Escalade au Moyen-Orient : L’Arabie Saoudite avertit l’Iran, les frappes s’intensifient
Riyadh, Arabie Saoudite – Alors que les frappes iraniennes se multiplient sur le territoire saoudien, le royaume a averti qu’il pourrait être contraint d’intervenir militairement, signalant une escalade dangereuse du conflit régional. La tension monte alors que les dirigeants des États du Golfe se réunissaient à Riyadh cette semaine, une réunion perturbée par les attaques de Téhéran, selon le ministre saoudien des Affaires étrangères, le prince Faisal bin Farhan Al Saud.
“L’attaque a été synchronisée avec cette réunion,” a déclaré le prince Faisal à NBC News. “Pour intimider les participants. Pour envoyer le message que l’Iran ne s’arrêtera pas.”
Le conflit, qui a débuté avec des frappes américaines et israéliennes sur l’Iran le 28 février, a vu les États du Golfe de plus en plus bombardés par des frappes de représailles iraniennes. Cette situation place les nations du Golfe face à une décision difficile : rejoindre ou non le conflit.
Lors d’une réunion mercredi avec des représentants de Bahreïn, d’Égypte, de Jordanie, du Koweït, du Liban, du Pakistan, du Qatar, d’Azerbaïdjan, de Syrie, de Turquie et des Émirats arabes unis, le prince Faisal a souligné que la confiance entre l’Iran et ses voisins était brisée. Il a également mis en garde contre la possibilité que d’autres nations soient entraînées dans la guerre.
“Il est important que les Iraniens comprennent que le royaume, ainsi que ses partenaires qui ont été attaqués et au-delà, disposent de capacités importantes qu’ils pourraient déployer s’ils le choisissaient,” a-t-il affirmé.
L’escalade a été particulièrement marquée par une frappe israélienne sur le plus grand champ gazier iranien, South Pars, qui a déclenché des représailles de Téhéran contre des sites énergétiques clés dans les États arabes du Golfe. Des images de boules de feu et de fumée noire ont témoigné de l’intensification des combats.
Le ministre iranien des Affaires étrangères, Abbas Araghchi, a publié un message sur X (anciennement Twitter) affirmant que la réponse de l’Iran à l’attaque israélienne n’était qu’une “fraction” de sa puissance.
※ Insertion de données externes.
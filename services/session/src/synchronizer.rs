//! Session synchronizer core
//!
//! Keeps an in-memory view of the session eventually consistent with
//! persisted storage. Storage is the single source of truth; the
//! in-memory state is a cache that is recomputed from the two session
//! keys, never the other way around — except right after a successful
//! login or profile update, where the new value is written to storage
//! first and then read back before anything else trusts it.

use common::storage::StorageContext;
use tokio::sync::watch;
use tracing::{debug, info, warn};

use crate::models::UserRecord;

/// Persisted storage key holding the opaque bearer token
pub const TOKEN_KEY: &str = "token";

/// Persisted storage key holding the JSON-serialized user record
pub const USER_KEY: &str = "user";

/// In-memory view of the session
#[derive(Debug, Clone, PartialEq)]
pub struct SessionState {
    pub current_user: Option<UserRecord>,
    pub is_authenticated: bool,
    /// True only until the first reconciliation pass completes
    pub is_initializing: bool,
}

impl SessionState {
    fn initial() -> Self {
        SessionState {
            current_user: None,
            is_authenticated: false,
            is_initializing: true,
        }
    }
}

/// Reconciles in-memory session state with persisted storage
///
/// Each synchronizer owns its own state channel, so independent
/// instances (one per context) can coexist without global leakage.
/// Clones share the same state and context, acting as extra handles
/// within the same instance.
#[derive(Clone)]
pub struct SessionSynchronizer {
    context: StorageContext,
    state: watch::Sender<SessionState>,
}

impl SessionSynchronizer {
    /// Create a new synchronizer over the given storage context
    ///
    /// The state starts as initializing/unauthenticated; callers run the
    /// first reconciliation themselves or through the signal driver.
    pub fn new(context: StorageContext) -> Self {
        let (state, _) = watch::channel(SessionState::initial());
        SessionSynchronizer { context, state }
    }

    /// Current state snapshot
    pub fn state(&self) -> SessionState {
        self.state.borrow().clone()
    }

    /// Subscribe to state changes
    pub fn subscribe(&self) -> watch::Receiver<SessionState> {
        self.state.subscribe()
    }

    /// Whether the in-memory view currently reports an active session
    pub fn is_authenticated(&self) -> bool {
        self.state.borrow().is_authenticated
    }

    /// The in-memory user record, if any
    pub fn current_user(&self) -> Option<UserRecord> {
        self.state.borrow().current_user.clone()
    }

    /// The storage context this synchronizer reconciles against
    pub fn context(&self) -> &StorageContext {
        &self.context
    }

    /// Recompute in-memory state from persisted storage
    ///
    /// A session is valid only when a non-empty token and a parseable
    /// user record with a non-empty id are both present; anything else
    /// reconciles to signed-out. Idempotent and infallible.
    pub fn reconcile(&self) {
        let token = self.context.get(TOKEN_KEY).filter(|t| !t.is_empty());
        let user = self
            .context
            .get(USER_KEY)
            .and_then(|raw| UserRecord::from_persisted(&raw));

        match (token, user) {
            (Some(_), Some(user)) => self.apply(true, Some(user)),
            _ => self.apply(false, None),
        }
    }

    /// Alias for [`reconcile`](Self::reconcile), for callers that just
    /// mutated storage elsewhere and need the cache updated immediately
    pub fn force_refresh(&self) {
        self.reconcile();
    }

    /// Persist a user record and mark the session authenticated
    ///
    /// Requires a token to already be present in storage; this never
    /// creates a session from nothing. Without a token the in-memory
    /// state is forced to signed-out instead.
    pub fn commit_user(&self, user: UserRecord) {
        let has_token = self
            .context
            .get(TOKEN_KEY)
            .map_or(false, |t| !t.is_empty());

        if !has_token {
            warn!("commit_user without a stored token, forcing signed-out state");
            self.apply(false, None);
            return;
        }

        self.context.set(USER_KEY, &user.to_persisted());
        self.apply(true, Some(user));
    }

    /// Store a fresh token and user record, then confirm from storage
    ///
    /// Used after login/registration: both keys are written, then the
    /// state is reconciled from what storage actually holds, so callers
    /// can navigate right away without waiting out a settle delay.
    pub fn begin_session(&self, token: &str, user: UserRecord) {
        info!("Beginning session for user: {}", user.id);
        self.context.set(TOKEN_KEY, token);
        self.context.set(USER_KEY, &user.to_persisted());
        self.reconcile();
    }

    /// Remove both session keys and mark the session signed-out
    ///
    /// Idempotent; ending an absent session is a no-op.
    pub fn end_session(&self) {
        info!("Ending session");
        self.context.remove(TOKEN_KEY);
        self.context.remove(USER_KEY);
        self.apply(false, None);
    }

    fn apply(&self, is_authenticated: bool, current_user: Option<UserRecord>) {
        let changed = self.state.send_if_modified(|state| {
            let changed = state.is_authenticated != is_authenticated
                || state.current_user != current_user
                || state.is_initializing;

            state.is_authenticated = is_authenticated;
            state.current_user = current_user;
            state.is_initializing = false;
            changed
        });

        if changed {
            info!("Session state changed: authenticated={}", is_authenticated);
        } else {
            debug!("Session state unchanged: authenticated={}", is_authenticated);
        }
    }
}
Il a ajouté que la retenue de Téhéran était motivée par des appels à la désescalade, mais a averti qu’il n’y aurait “zéro retenue” si les infrastructures iraniennes étaient à nouveau attaquées.
Le Qatar a exprimé son inquiétude quant à l’escalade iranienne, avertissant qu’elle aurait des conséquences désastreuses pour l’Iran et pour la sécurité régionale.
Les ambassadeurs des six pays du Conseil de coopération du Golfe – Arabie saoudite, Qatar, Émirats arabes unis, Bahreïn, Koweït et Oman – ont rencontré des membres des commissions des affaires étrangères et des forces armées de la Chambre des représentants et du Sénat américain pour plaider en faveur d’une accélération des ventes d’armes et discuter de l’escalade du conflit.
Un responsable du Golfe a déclaré à NBC News que la riposte iranienne contre les secteurs de l’énergie et des civils était une erreur majeure, et que l’impact économique et touristique sur la région ne cessait de croître. “L’humeur a beaucoup changé vers la colère,” a-t-il déclaré.
Alors que les pays du Golfe cherchent un moyen de mettre fin au conflit, certains souhaitent que les États-Unis trouvent rapidement une solution de sortie, tandis que d’autres craignent que le départ des États-Unis ne laisse le régime iranien intact et revanchard.
L’Oman a clairement indiqué que les États du Golfe, bien qu’ils soient de plus en plus touchés par la guerre, ne souhaitent pas un conflit plus large et appellent activement à un cessez-le-feu et à la désescalade. “Nous n’avons pas décidé de la guerre, mais nous devons faire face aux conséquences,” a déclaré un responsable du Golfe. “Nous voulons qu’elle se termine.”